Data items:
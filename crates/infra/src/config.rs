//! Store configuration read from the process environment.
//!
//! | Variable | Default | Meaning |
//! |----------|---------|---------|
//! | `USE_PERSISTENT_STORES` | `false` | `true` selects Postgres, otherwise in-memory |
//! | `DATABASE_URL` | required when persistent | Postgres connection string |
//! | `DB_MAX_CONNECTIONS` | `10` | pool size |
//! | `DB_ACQUIRE_TIMEOUT_MS` | `30000` | wait for a pooled connection |
//! | `DB_STATEMENT_TIMEOUT_MS` | `5000` | server-side per-statement bound |
//! | `STEP_TIMEOUT_MS` | `5000` | client-side bound on each unit-of-work step |

use std::time::Duration;

use thiserror::Error;

pub const DEFAULT_MAX_CONNECTIONS: u32 = 10;
pub const DEFAULT_ACQUIRE_TIMEOUT: Duration = Duration::from_millis(30_000);
pub const DEFAULT_STATEMENT_TIMEOUT: Duration = Duration::from_millis(5_000);
pub const DEFAULT_STEP_TIMEOUT: Duration = Duration::from_millis(5_000);

#[derive(Debug, Error, Clone, PartialEq, Eq)]
pub enum ConfigError {
    #[error("{0} must be set when USE_PERSISTENT_STORES=true")]
    Missing(&'static str),

    #[error("invalid value for {var}: {value:?}")]
    Invalid { var: &'static str, value: String },
}

/// Postgres connection settings.
#[derive(Debug, Clone, PartialEq, Eq)]
pub struct DatabaseConfig {
    pub url: String,
    pub max_connections: u32,
    pub acquire_timeout: Duration,
    pub statement_timeout: Duration,
}

impl DatabaseConfig {
    pub fn new(url: impl Into<String>) -> Self {
        Self {
            url: url.into(),
            max_connections: DEFAULT_MAX_CONNECTIONS,
            acquire_timeout: DEFAULT_ACQUIRE_TIMEOUT,
            statement_timeout: DEFAULT_STATEMENT_TIMEOUT,
        }
    }
}

#[derive(Debug, Clone, PartialEq, Eq)]
pub enum StoreBackendKind {
    InMemory,
    Postgres(DatabaseConfig),
}

#[derive(Debug, Clone, PartialEq, Eq)]
pub struct StoreConfig {
    pub backend: StoreBackendKind,
    pub step_timeout: Duration,
}

impl Default for StoreConfig {
    fn default() -> Self {
        Self {
            backend: StoreBackendKind::InMemory,
            step_timeout: DEFAULT_STEP_TIMEOUT,
        }
    }
}

impl StoreConfig {
    pub fn from_env() -> Result<Self, ConfigError> {
        Self::from_lookup(|name| std::env::var(name).ok())
    }

    /// Build from an arbitrary variable source (used by tests).
    pub fn from_lookup<F>(lookup: F) -> Result<Self, ConfigError>
    where
        F: Fn(&str) -> Option<String>,
    {
        let persistent = parse_or(&lookup, "USE_PERSISTENT_STORES", false)?;
        let step_timeout = millis_or(&lookup, "STEP_TIMEOUT_MS", DEFAULT_STEP_TIMEOUT)?;

        let backend = if persistent {
            let url = lookup("DATABASE_URL")
                .filter(|v| !v.trim().is_empty())
                .ok_or(ConfigError::Missing("DATABASE_URL"))?;
            StoreBackendKind::Postgres(DatabaseConfig {
                url,
                max_connections: parse_or(&lookup, "DB_MAX_CONNECTIONS", DEFAULT_MAX_CONNECTIONS)?,
                acquire_timeout: millis_or(&lookup, "DB_ACQUIRE_TIMEOUT_MS", DEFAULT_ACQUIRE_TIMEOUT)?,
                statement_timeout: millis_or(
                    &lookup,
                    "DB_STATEMENT_TIMEOUT_MS",
                    DEFAULT_STATEMENT_TIMEOUT,
                )?,
            })
        } else {
            StoreBackendKind::InMemory
        };

        Ok(Self {
            backend,
            step_timeout,
        })
    }
}

fn parse_or<F, T>(lookup: &F, var: &'static str, default: T) -> Result<T, ConfigError>
where
    F: Fn(&str) -> Option<String>,
    T: core::str::FromStr,
{
    match lookup(var) {
        None => Ok(default),
        Some(raw) => raw.trim().parse::<T>().map_err(|_| ConfigError::Invalid {
            var,
            value: raw.clone(),
        }),
    }
}

fn millis_or<F>(lookup: &F, var: &'static str, default: Duration) -> Result<Duration, ConfigError>
where
    F: Fn(&str) -> Option<String>,
{
    let default_ms = u64::try_from(default.as_millis()).unwrap_or(u64::MAX);
    let ms: u64 = parse_or(lookup, var, default_ms)?;
    if ms == 0 {
        return Err(ConfigError::Invalid {
            var,
            value: "0".to_string(),
        });
    }
    Ok(Duration::from_millis(ms))
}
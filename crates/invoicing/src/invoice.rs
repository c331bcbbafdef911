use chrono::NaiveDate;
use rust_decimal::Decimal;
use serde::{Deserialize, Serialize};

use saledesk_core::{AggregateRoot, ClientId, EmployeeId, Entity, InvoiceId, ProductCode};

/// Header fields as submitted for create/update (no identifier yet).
#[derive(Debug, Clone, PartialEq, Eq, Serialize, Deserialize)]
pub struct InvoiceHeaderDraft {
    pub issue_date: NaiveDate,
    pub client_id: ClientId,
    pub employee_id: EmployeeId,
    pub status: String,
    pub memo: Option<String>,
}

impl InvoiceHeaderDraft {
    /// Bind the draft to a store-generated identifier.
    pub fn with_id(self, id: InvoiceId) -> InvoiceHeader {
        InvoiceHeader {
            id,
            issue_date: self.issue_date,
            client_id: self.client_id,
            employee_id: self.employee_id,
            status: self.status,
            memo: self.memo,
        }
    }
}

/// Persisted invoice header.
#[derive(Debug, Clone, PartialEq, Eq, Serialize, Deserialize)]
pub struct InvoiceHeader {
    pub id: InvoiceId,
    pub issue_date: NaiveDate,
    pub client_id: ClientId,
    pub employee_id: EmployeeId,
    pub status: String,
    pub memo: Option<String>,
}

/// A validated line that has not been bound to a header yet.
#[derive(Debug, Clone, PartialEq, Eq, Serialize, Deserialize)]
pub struct NewInvoiceLine {
    pub product: ProductCode,
    pub quantity: Decimal,
    pub unit_price: Decimal,
}

impl NewInvoiceLine {
    /// `quantity * unit_price`, or `None` when the product is not representable.
    pub fn amount(&self) -> Option<Decimal> {
        self.quantity.checked_mul(self.unit_price)
    }

    pub fn bind(self, invoice_id: InvoiceId) -> InvoiceLine {
        InvoiceLine {
            invoice_id,
            product: self.product,
            quantity: self.quantity,
            unit_price: self.unit_price,
        }
    }
}

/// Composite identity of a line: one product per invoice.
#[derive(Debug, Clone, PartialEq, Eq, Hash, PartialOrd, Ord)]
pub struct LineKey {
    pub invoice_id: InvoiceId,
    pub product: ProductCode,
}

/// Persisted invoice line.
#[derive(Debug, Clone, PartialEq, Eq, Serialize, Deserialize)]
pub struct InvoiceLine {
    pub invoice_id: InvoiceId,
    pub product: ProductCode,
    pub quantity: Decimal,
    /// Caller-supplied; never derived from the product catalogue.
    pub unit_price: Decimal,
}

impl InvoiceLine {
    pub fn key(&self) -> LineKey {
        LineKey {
            invoice_id: self.invoice_id,
            product: self.product.clone(),
        }
    }

    /// `None` when `quantity * unit_price` overflows `Decimal`.
    pub fn amount(&self) -> Option<Decimal> {
        self.quantity.checked_mul(self.unit_price)
    }
}

impl Entity for InvoiceLine {
    type Id = ProductCode;

    fn id(&self) -> &Self::Id {
        &self.product
    }
}

/// Aggregate root: an invoice header together with its owned lines.
#[derive(Debug, Clone, PartialEq, Eq)]
pub struct Invoice {
    header: InvoiceHeader,
    lines: Vec<InvoiceLine>,
}

impl Invoice {
    /// Assemble an aggregate from a header and the lines read for it.
    ///
    /// Lines belonging to another header are dropped; readers are expected to
    /// pass only matching lines, in persisted order.
    pub fn assemble(header: InvoiceHeader, lines: Vec<InvoiceLine>) -> Self {
        let id = header.id;
        let lines = lines.into_iter().filter(|l| l.invoice_id == id).collect();
        Self { header, lines }
    }

    pub fn header(&self) -> &InvoiceHeader {
        &self.header
    }

    pub fn lines(&self) -> &[InvoiceLine] {
        &self.lines
    }

    /// Sum of `quantity * unit_price` over all lines; `None` on overflow.
    ///
    /// Bulk appends can grow a stored invoice past what a single submission
    /// was allowed to total, so readers must handle `None`.
    pub fn total(&self) -> Option<Decimal> {
        self.lines
            .iter()
            .try_fold(Decimal::ZERO, |acc, line| acc.checked_add(line.amount()?))
    }
}

impl AggregateRoot for Invoice {
    type Id = InvoiceId;
    type Child = InvoiceLine;

    fn id(&self) -> &Self::Id {
        &self.header.id
    }

    fn children(&self) -> &[Self::Child] {
        &self.lines
    }
}

#[cfg(test)]
mod tests {
    use super::*;
    use core::str::FromStr;

    fn header(id: i64) -> InvoiceHeader {
        InvoiceHeaderDraft {
            issue_date: NaiveDate::from_ymd_opt(2024, 1, 1).unwrap(),
            client_id: ClientId::new(7),
            employee_id: EmployeeId::new(2),
            status: "OPEN".to_string(),
            memo: None,
        }
        .with_id(InvoiceId::new(id))
    }

    fn line(invoice: i64, product: &str, qty: &str, price: &str) -> InvoiceLine {
        NewInvoiceLine {
            product: ProductCode::parse(product).unwrap(),
            quantity: Decimal::from_str(qty).unwrap(),
            unit_price: Decimal::from_str(price).unwrap(),
        }
        .bind(InvoiceId::new(invoice))
    }

    #[test]
    fn assemble_keeps_only_own_lines_in_order() {
        let invoice = Invoice::assemble(
            header(101),
            vec![
                line(101, "P2", "1", "5.00"),
                line(102, "P9", "1", "1.00"),
                line(101, "P1", "2", "10.00"),
            ],
        );

        let products: Vec<_> = invoice.lines().iter().map(|l| l.product.as_str()).collect();
        assert_eq!(products, vec!["P2", "P1"]);
        assert_eq!(invoice.id(), &InvoiceId::new(101));
        assert_eq!(invoice.children().len(), 2);
    }

    #[test]
    fn total_sums_line_amounts() {
        let invoice = Invoice::assemble(
            header(101),
            vec![line(101, "P1", "2", "10.00"), line(101, "P2", "1", "5.00")],
        );
        assert_eq!(invoice.total(), Some(Decimal::from_str("25.00").unwrap()));
    }

    #[test]
    fn oversized_amounts_do_not_panic() {
        let huge = line(101, "P1", "100000000000000000000", "100000000000000000000");
        assert_eq!(huge.amount(), None);

        let near_max = "50000000000000000000000000000";
        let invoice = Invoice::assemble(
            header(101),
            vec![line(101, "P1", near_max, "1"), line(101, "P2", near_max, "1")],
        );
        assert!(invoice.lines().iter().all(|l| l.amount().is_some()));
        assert_eq!(invoice.total(), None);
    }

    #[test]
    fn line_identity_is_product_within_invoice() {
        let l = line(101, "P1", "2", "10.00");
        assert_eq!(l.id().as_str(), "P1");
        assert_eq!(
            l.key(),
            LineKey {
                invoice_id: InvoiceId::new(101),
                product: ProductCode::parse("P1").unwrap(),
            }
        );
    }
}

**Required work:** If a line in the entries holds the string "ProductCode", copy it.

**Exercise answer:**
use saledesk_core::{AggregateRoot, ClientId, EmployeeId, Entity, InvoiceId, ProductCode};
    pub product: ProductCode,
    pub product: ProductCode,
    pub product: ProductCode,
    type Id = ProductCode;
            product: ProductCode::parse(product).unwrap(),
                product: ProductCode::parse("P1").unwrap(),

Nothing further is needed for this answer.